Required work :: In the listing below, find every line containing "RunId" and copy it out.

Exercise input ::
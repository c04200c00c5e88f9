//! Filesystem storage backend.

use std::path::{Path, PathBuf};
use std::sync::Arc;

use async_trait::async_trait;
use cellflow_core::{DataTable, DataTypeRegistry, Error, ProgressInfo, Result};
use uuid::Uuid;

use crate::TRACING_TARGET;
use crate::manifest::TableManifest;
use crate::storage::Storage;

/// Name of the manifest file inside a table directory.
pub const MANIFEST_FILE_NAME: &str = "data-table.json";

/// Stores each table as a directory holding a JSON manifest.
///
/// Writes go to a hidden staging directory next to the destination and are
/// moved into place with a rename, so readers never observe a partial table.
#[derive(Debug, Clone)]
pub struct FsStorage {
    registry: Arc<DataTypeRegistry>,
}

impl FsStorage {
    /// Creates a storage backend decoding payloads through the registry.
    pub fn new(registry: Arc<DataTypeRegistry>) -> Self {
        Self { registry }
    }

    /// Returns the directory a table for `slot` uses below `root`.
    pub fn location_for(root: &Path, slot: &str) -> PathBuf {
        root.join(sanitize(slot))
    }

    fn sibling(destination: &Path, tag: &str) -> Result<PathBuf> {
        let name = destination
            .file_name()
            .and_then(|name| name.to_str())
            .ok_or_else(|| {
                Error::storage(
                    destination.display().to_string(),
                    "destination has no directory name",
                )
            })?;
        Ok(destination.with_file_name(format!(".{name}.{tag}-{}", Uuid::new_v4())))
    }

    async fn replace(destination: &Path, staging: &Path) -> Result<()> {
        let location = destination.display().to_string();

        if !tokio::fs::try_exists(destination).await.unwrap_or(false) {
            return tokio::fs::rename(staging, destination)
                .await
                .map_err(|err| Error::storage_with_source(&location, "failed to publish table", err));
        }

        let backup = Self::sibling(destination, "old")?;
        tokio::fs::rename(destination, &backup)
            .await
            .map_err(|err| {
                Error::storage_with_source(&location, "failed to move previous table aside", err)
            })?;

        if let Err(err) = tokio::fs::rename(staging, destination).await {
            // Put the previous table back so the destination is unchanged.
            if let Err(restore) = tokio::fs::rename(&backup, destination).await {
                tracing::warn!(
                    target: TRACING_TARGET,
                    path = %backup.display(),
                    error = %restore,
                    "Failed to restore previous table copy"
                );
            }
            return Err(Error::storage_with_source(
                &location,
                "failed to publish table",
                err,
            ));
        }

        if let Err(err) = tokio::fs::remove_dir_all(&backup).await {
            tracing::warn!(
                target: TRACING_TARGET,
                path = %backup.display(),
                error = %err,
                "Failed to remove previous table copy"
            );
        }
        Ok(())
    }
}

#[async_trait]
impl Storage for FsStorage {
    async fn write(
        &self,
        table: &DataTable,
        destination: &Path,
        progress: &ProgressInfo,
    ) -> Result<()> {
        let location = destination.display().to_string();
        let progress = progress.resolve(format!("Export '{}'", table.slot().name()));

        let manifest = TableManifest::from_table(table)?;
        let bytes = serde_json::to_vec_pretty(&manifest)?;
        progress.log(format!("Serialized {} rows", manifest.rows.len()));

        if let Some(parent) = destination.parent() {
            tokio::fs::create_dir_all(parent).await.map_err(|err| {
                Error::storage_with_source(&location, "failed to create parent directory", err)
            })?;
        }

        let staging = Self::sibling(destination, "partial")?;
        let staged = async {
            tokio::fs::create_dir_all(&staging).await?;
            tokio::fs::write(staging.join(MANIFEST_FILE_NAME), &bytes).await
        }
        .await;

        if let Err(err) = staged {
            let _ = tokio::fs::remove_dir_all(&staging).await;
            return Err(Error::storage_with_source(
                &location,
                "failed to stage table",
                err,
            ));
        }

        if let Err(err) = Self::replace(destination, &staging).await {
            let _ = tokio::fs::remove_dir_all(&staging).await;
            return Err(err);
        }

        tracing::debug!(
            target: TRACING_TARGET,
            path = %location,
            slot = table.slot().name(),
            rows = table.row_count(),
            "Table written"
        );
        progress.log(format!("Wrote {location}"));
        Ok(())
    }

    async fn read(&self, source: &Path) -> Result<DataTable> {
        let location = source.display().to_string();
        let bytes = tokio::fs::read(source.join(MANIFEST_FILE_NAME))
            .await
            .map_err(|err| Error::storage_with_source(&location, "failed to read manifest", err))?;

        let manifest: TableManifest = serde_json::from_slice(&bytes)
            .map_err(|err| Error::storage_with_source(&location, "malformed manifest", err))?;
        let table = manifest.into_table(&self.registry, &location)?;

        tracing::debug!(
            target: TRACING_TARGET,
            path = %location,
            slot = table.slot().name(),
            rows = table.row_count(),
            "Table read"
        );
        Ok(table)
    }
}

/// Replaces path separators and other unsafe characters in a directory name.
fn sanitize(name: &str) -> String {
    let cleaned: String = name
        .chars()
        .map(|c| match c {
            '/' | '\\' | ':' | '*' | '?' | '"' | '<' | '>' | '|' => '_',
            c if c.is_control() => '_',
            c => c,
        })
        .collect();

    match cleaned.trim() {
        "" | "." | ".." => "_".to_owned(),
        trimmed => trimmed.to_owned(),
    }
}

#[cfg(test)]
mod tests {
    use cellflow_core::{
        AnnotationSet, DataTypeDescriptor, DataValue, RunId, SlotInfo, SourceContext,
    };

    use super::*;

    fn registry() -> Arc<DataTypeRegistry> {
        Arc::new(DataTypeRegistry::with_builtins().unwrap())
    }

    fn table() -> DataTable {
        let mut table = DataTable::new(SlotInfo::output("Measurements", "string"), RunId::new());
        table.add_row(
            DataValue::new("string", String::from("first")),
            AnnotationSet::new().with("Sample", "s1"),
            SourceContext::from_origin("test"),
        );
        table.add_row(
            DataValue::new("number", 4.0_f64),
            AnnotationSet::new().with("Sample", "s2").with("#Dataset", "d"),
            SourceContext::from_origin("test"),
        );
        table
    }

    #[tokio::test]
    async fn test_write_then_read_preserves_rows() {
        let temp = tempfile::TempDir::new().unwrap();
        let storage = FsStorage::new(registry());
        let destination = FsStorage::location_for(temp.path(), "Measurements");
        let original = table();

        storage
            .write(&original, &destination, &ProgressInfo::new())
            .await
            .unwrap();
        let restored = storage.read(&destination).await.unwrap();

        assert_eq!(restored.slot(), original.slot());
        assert_eq!(restored.run_id(), original.run_id());
        assert_eq!(restored.row_count(), 2);
        for ((_, a), (_, b)) in original.iter().zip(restored.iter()) {
            assert_eq!(a.annotations(), b.annotations());
            assert_eq!(a.data_type(), b.data_type());
        }
        assert_eq!(
            restored.get_row(1).unwrap().value().downcast_ref::<f64>(),
            Some(&4.0)
        );
    }

    #[tokio::test]
    async fn test_write_replaces_existing_table() {
        let temp = tempfile::TempDir::new().unwrap();
        let storage = FsStorage::new(registry());
        let destination = temp.path().join("out");

        storage
            .write(&table(), &destination, &ProgressInfo::new())
            .await
            .unwrap();
        let smaller = table().slice(&[0].into()).unwrap();
        storage
            .write(&smaller, &destination, &ProgressInfo::new())
            .await
            .unwrap();

        let restored = storage.read(&destination).await.unwrap();
        assert_eq!(restored.row_count(), 1);

        let leftovers: Vec<_> = std::fs::read_dir(temp.path())
            .unwrap()
            .filter_map(|entry| entry.ok())
            .filter(|entry| entry.file_name().to_string_lossy().starts_with('.'))
            .collect();
        assert!(leftovers.is_empty());
    }

    #[tokio::test]
    async fn test_failed_publish_restores_previous_table() {
        let temp = tempfile::TempDir::new().unwrap();
        let storage = FsStorage::new(registry());
        let destination = temp.path().join("out");

        storage
            .write(&table(), &destination, &ProgressInfo::new())
            .await
            .unwrap();

        let missing_staging = temp.path().join("never-staged");
        let error = FsStorage::replace(&destination, &missing_staging)
            .await
            .unwrap_err();
        assert!(matches!(error, Error::StorageIo { .. }));

        let restored = storage.read(&destination).await.unwrap();
        assert_eq!(restored.row_count(), 2);
        assert_eq!(std::fs::read_dir(temp.path()).unwrap().count(), 1);
    }

    #[tokio::test]
    async fn test_unserializable_table_writes_nothing() {
        #[derive(Debug)]
        struct Opaque;

        impl serde::Serialize for Opaque {
            fn serialize<S: serde::Serializer>(&self, _: S) -> std::result::Result<S::Ok, S::Error> {
                Err(serde::ser::Error::custom("opaque payload"))
            }
        }

        let temp = tempfile::TempDir::new().unwrap();
        let storage = FsStorage::new(registry());
        let destination = temp.path().join("out");

        let mut table = table();
        table.add_row(
            DataValue::new("data", Opaque),
            AnnotationSet::new(),
            SourceContext::new(),
        );

        assert!(
            storage
                .write(&table, &destination, &ProgressInfo::new())
                .await
                .is_err()
        );
        assert!(!destination.exists());
        assert_eq!(std::fs::read_dir(temp.path()).unwrap().count(), 0);
    }

    #[tokio::test]
    async fn test_read_fails_for_undecodable_row() {
        let temp = tempfile::TempDir::new().unwrap();
        let destination = temp.path().join("out");

        let mut registry = DataTypeRegistry::with_builtins().unwrap();
        registry
            .register("opaque", DataTypeDescriptor::opaque("Opaque"))
            .unwrap();
        let storage = FsStorage::new(Arc::new(registry));

        let mut table = table();
        table.add_row(
            DataValue::new("opaque", String::from("x")),
            AnnotationSet::new(),
            SourceContext::new(),
        );
        storage
            .write(&table, &destination, &ProgressInfo::new())
            .await
            .unwrap();

        let error = storage.read(&destination).await.unwrap_err();
        assert!(matches!(error, Error::StorageIo { .. }));
    }

    #[tokio::test]
    async fn test_read_missing_table() {
        let temp = tempfile::TempDir::new().unwrap();
        let storage = FsStorage::new(registry());

        let error = storage.read(&temp.path().join("nothing")).await.unwrap_err();
        assert!(matches!(error, Error::StorageIo { .. }));
    }

    #[test]
    fn test_location_for_sanitizes_slot_names() {
        let root = Path::new("/runs/1");

        assert_eq!(FsStorage::location_for(root, "Input/Raw"), root.join("Input_Raw"));
        assert_eq!(FsStorage::location_for(root, ".."), root.join("_"));
    }
}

Response box ::
        AnnotationSet, DataTypeDescriptor, DataValue, RunId, SlotInfo, SourceContext,
        let mut table = DataTable::new(SlotInfo::output("Measurements", "string"), RunId::new());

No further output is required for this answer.